There is material below. Print exactly the lines starting at the line with "is not one." and ending at the line with "let parsed = Envelope::parse(body)?;", ends included, and no others.

*** DATA Section Begins ***

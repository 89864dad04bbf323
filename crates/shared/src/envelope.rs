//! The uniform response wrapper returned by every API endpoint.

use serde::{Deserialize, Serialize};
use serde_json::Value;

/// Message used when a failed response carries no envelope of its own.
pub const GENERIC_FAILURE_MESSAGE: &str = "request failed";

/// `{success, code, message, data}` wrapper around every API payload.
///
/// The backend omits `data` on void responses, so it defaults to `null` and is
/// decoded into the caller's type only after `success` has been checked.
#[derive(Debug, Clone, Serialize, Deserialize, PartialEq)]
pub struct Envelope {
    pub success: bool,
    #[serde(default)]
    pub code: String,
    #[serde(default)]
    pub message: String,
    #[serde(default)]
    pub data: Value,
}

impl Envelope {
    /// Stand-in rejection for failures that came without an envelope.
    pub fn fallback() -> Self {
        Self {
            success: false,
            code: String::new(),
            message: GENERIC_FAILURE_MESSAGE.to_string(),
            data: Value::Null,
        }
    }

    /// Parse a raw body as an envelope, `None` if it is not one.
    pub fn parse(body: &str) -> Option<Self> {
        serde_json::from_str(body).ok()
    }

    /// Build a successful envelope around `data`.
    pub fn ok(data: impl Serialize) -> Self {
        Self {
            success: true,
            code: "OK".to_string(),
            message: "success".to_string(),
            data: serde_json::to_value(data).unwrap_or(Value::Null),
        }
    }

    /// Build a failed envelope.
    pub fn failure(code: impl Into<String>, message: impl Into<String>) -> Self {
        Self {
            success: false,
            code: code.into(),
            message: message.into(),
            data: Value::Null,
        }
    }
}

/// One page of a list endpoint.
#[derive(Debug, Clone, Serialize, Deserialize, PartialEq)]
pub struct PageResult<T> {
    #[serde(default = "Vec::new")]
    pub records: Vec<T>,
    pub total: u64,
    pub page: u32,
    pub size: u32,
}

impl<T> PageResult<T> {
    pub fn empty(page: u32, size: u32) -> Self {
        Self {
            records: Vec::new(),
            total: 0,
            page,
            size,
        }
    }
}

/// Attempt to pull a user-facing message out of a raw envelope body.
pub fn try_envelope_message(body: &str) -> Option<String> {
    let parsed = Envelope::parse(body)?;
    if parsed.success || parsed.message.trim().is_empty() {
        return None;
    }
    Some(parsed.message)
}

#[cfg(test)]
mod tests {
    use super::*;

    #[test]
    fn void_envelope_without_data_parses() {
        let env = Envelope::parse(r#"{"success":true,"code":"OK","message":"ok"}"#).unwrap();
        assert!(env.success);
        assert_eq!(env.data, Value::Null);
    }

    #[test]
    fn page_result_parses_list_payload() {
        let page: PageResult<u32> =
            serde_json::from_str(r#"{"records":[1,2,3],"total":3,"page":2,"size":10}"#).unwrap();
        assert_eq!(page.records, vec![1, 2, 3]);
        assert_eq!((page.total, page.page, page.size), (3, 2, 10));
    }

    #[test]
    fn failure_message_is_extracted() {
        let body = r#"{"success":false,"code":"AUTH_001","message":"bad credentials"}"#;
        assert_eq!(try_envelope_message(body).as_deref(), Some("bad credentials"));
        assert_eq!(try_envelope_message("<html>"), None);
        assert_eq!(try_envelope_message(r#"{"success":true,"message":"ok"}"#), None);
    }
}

*** DATA Section Ends ***
*** DATA Section Begins ***

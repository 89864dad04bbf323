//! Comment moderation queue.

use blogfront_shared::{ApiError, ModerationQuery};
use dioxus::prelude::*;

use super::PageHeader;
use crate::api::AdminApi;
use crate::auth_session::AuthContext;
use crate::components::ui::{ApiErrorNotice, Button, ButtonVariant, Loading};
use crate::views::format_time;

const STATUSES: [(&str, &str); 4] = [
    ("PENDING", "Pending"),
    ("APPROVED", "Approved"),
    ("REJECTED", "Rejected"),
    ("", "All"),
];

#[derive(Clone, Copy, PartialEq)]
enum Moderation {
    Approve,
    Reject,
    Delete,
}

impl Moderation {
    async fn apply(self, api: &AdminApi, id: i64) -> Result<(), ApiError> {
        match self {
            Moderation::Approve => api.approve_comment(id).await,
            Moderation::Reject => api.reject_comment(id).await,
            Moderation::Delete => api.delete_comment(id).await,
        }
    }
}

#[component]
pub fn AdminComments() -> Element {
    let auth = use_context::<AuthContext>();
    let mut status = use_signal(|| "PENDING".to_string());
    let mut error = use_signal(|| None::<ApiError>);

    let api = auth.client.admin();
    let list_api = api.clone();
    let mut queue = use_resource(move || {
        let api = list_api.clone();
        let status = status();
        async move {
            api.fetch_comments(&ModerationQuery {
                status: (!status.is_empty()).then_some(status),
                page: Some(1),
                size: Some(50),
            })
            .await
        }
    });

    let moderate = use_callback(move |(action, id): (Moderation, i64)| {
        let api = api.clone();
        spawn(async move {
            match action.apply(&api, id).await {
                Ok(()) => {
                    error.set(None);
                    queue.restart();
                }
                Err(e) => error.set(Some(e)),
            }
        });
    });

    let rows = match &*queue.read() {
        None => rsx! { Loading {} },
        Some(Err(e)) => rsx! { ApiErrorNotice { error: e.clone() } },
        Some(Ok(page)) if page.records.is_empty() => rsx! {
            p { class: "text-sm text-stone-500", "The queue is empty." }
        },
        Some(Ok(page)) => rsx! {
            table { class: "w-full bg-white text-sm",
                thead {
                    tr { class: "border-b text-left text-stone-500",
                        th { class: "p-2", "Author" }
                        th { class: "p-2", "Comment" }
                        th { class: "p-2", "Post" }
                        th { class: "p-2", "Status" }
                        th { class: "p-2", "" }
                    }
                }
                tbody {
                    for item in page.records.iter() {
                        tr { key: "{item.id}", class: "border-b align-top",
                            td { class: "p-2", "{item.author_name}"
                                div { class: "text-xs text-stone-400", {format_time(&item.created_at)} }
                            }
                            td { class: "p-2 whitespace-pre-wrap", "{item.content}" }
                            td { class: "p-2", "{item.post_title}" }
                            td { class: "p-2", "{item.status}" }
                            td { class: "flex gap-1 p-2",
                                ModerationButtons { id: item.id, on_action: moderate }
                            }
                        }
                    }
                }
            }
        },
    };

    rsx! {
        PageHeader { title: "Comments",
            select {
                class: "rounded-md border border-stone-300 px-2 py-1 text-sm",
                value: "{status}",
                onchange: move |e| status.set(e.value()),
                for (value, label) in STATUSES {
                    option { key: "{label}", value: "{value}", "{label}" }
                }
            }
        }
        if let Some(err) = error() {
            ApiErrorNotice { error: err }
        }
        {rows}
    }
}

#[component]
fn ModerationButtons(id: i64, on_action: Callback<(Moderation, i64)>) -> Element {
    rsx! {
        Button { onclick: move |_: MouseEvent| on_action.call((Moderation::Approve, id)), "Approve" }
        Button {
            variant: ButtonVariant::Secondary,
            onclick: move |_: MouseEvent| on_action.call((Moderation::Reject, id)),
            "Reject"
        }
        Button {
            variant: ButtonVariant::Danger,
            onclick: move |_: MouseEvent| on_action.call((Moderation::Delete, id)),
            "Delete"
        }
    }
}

*** DATA Section Ends ***

**SOLUTION FOR THIS TASK**
    /// Parse a raw body as an envelope, `None` if it is not one.
    pub fn parse(body: &str) -> Option<Self> {
        serde_json::from_str(body).ok()
    }

    /// Build a successful envelope around `data`.
    pub fn ok(data: impl Serialize) -> Self {
        Self {
            success: true,
            code: "OK".to_string(),
            message: "success".to_string(),
            data: serde_json::to_value(data).unwrap_or(Value::Null),
        }
    }

    /// Build a failed envelope.
    pub fn failure(code: impl Into<String>, message: impl Into<String>) -> Self {
        Self {
            success: false,
            code: code.into(),
            message: message.into(),
            data: Value::Null,
        }
    }
}

/// One page of a list endpoint.
#[derive(Debug, Clone, Serialize, Deserialize, PartialEq)]
pub struct PageResult<T> {
    #[serde(default = "Vec::new")]
    pub records: Vec<T>,
    pub total: u64,
    pub page: u32,
    pub size: u32,
}

impl<T> PageResult<T> {
    pub fn empty(page: u32, size: u32) -> Self {
        Self {
            records: Vec::new(),
            total: 0,
            page,
            size,
        }
    }
}

/// Attempt to pull a user-facing message out of a raw envelope body.
pub fn try_envelope_message(body: &str) -> Option<String> {
    let parsed = Envelope::parse(body)?;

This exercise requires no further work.